--- The data ---
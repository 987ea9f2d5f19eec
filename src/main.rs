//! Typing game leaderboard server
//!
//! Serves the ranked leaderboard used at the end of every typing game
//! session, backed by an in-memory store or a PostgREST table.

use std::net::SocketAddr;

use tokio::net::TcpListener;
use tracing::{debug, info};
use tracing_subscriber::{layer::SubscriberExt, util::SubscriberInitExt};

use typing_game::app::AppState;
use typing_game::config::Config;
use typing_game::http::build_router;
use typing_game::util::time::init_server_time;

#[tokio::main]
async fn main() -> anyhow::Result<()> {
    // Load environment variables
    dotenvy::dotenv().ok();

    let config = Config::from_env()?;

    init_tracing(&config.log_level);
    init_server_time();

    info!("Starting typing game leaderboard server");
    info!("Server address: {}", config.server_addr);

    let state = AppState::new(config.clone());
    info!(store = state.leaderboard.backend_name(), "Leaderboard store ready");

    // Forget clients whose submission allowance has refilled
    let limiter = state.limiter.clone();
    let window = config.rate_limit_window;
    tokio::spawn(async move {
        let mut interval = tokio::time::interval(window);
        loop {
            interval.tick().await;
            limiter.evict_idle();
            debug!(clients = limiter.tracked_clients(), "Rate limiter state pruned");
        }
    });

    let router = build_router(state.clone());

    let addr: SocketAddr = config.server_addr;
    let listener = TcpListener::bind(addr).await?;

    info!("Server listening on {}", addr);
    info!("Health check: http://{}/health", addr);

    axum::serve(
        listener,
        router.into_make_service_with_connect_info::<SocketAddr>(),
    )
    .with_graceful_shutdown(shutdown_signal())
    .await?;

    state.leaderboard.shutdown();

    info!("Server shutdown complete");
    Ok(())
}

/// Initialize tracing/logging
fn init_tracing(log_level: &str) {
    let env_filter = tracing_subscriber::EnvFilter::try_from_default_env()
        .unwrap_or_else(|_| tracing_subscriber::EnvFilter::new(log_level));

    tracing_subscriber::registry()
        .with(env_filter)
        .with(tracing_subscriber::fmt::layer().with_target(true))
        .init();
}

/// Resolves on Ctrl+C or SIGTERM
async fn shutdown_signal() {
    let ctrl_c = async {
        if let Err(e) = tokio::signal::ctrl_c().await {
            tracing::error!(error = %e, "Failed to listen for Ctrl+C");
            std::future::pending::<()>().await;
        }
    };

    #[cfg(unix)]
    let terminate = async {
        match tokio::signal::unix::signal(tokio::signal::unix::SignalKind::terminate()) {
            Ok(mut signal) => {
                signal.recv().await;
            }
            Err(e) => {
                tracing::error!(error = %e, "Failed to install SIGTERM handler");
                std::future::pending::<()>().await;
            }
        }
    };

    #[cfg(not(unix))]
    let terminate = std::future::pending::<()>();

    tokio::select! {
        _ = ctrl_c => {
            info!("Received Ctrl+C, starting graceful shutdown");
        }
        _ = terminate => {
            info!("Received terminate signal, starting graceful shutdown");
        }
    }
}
---
--- The data ---
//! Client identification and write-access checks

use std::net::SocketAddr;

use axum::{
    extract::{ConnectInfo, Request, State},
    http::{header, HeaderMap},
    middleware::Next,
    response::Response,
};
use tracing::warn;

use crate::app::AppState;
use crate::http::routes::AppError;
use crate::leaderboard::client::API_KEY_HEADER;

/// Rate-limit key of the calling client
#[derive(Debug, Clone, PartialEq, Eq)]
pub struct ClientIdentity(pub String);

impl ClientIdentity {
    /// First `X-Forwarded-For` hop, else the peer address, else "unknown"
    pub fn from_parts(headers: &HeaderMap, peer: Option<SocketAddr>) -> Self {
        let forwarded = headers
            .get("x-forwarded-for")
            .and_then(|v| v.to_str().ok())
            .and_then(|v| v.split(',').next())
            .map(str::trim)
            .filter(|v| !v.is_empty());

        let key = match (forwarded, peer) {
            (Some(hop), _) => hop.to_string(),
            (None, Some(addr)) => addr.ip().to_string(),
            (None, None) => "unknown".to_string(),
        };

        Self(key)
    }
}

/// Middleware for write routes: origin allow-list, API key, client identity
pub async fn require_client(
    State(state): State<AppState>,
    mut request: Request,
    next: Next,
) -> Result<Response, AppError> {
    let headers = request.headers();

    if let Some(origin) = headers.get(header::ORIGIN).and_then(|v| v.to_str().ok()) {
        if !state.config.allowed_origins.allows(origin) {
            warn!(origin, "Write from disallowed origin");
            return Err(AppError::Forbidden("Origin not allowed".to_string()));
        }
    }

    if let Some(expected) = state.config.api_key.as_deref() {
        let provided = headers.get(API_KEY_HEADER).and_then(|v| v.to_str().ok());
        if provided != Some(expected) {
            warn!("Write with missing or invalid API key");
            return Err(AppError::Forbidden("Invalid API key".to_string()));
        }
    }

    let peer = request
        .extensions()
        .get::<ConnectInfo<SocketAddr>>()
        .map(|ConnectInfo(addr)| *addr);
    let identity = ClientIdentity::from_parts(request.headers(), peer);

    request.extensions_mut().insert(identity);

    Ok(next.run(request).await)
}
---
• [Activity] Of the lines above, copy each one that contains the word "routes".

• [Expected answer]
use crate::http::routes::AppError;
/// Middleware for write routes: origin allow-list, API key, client identity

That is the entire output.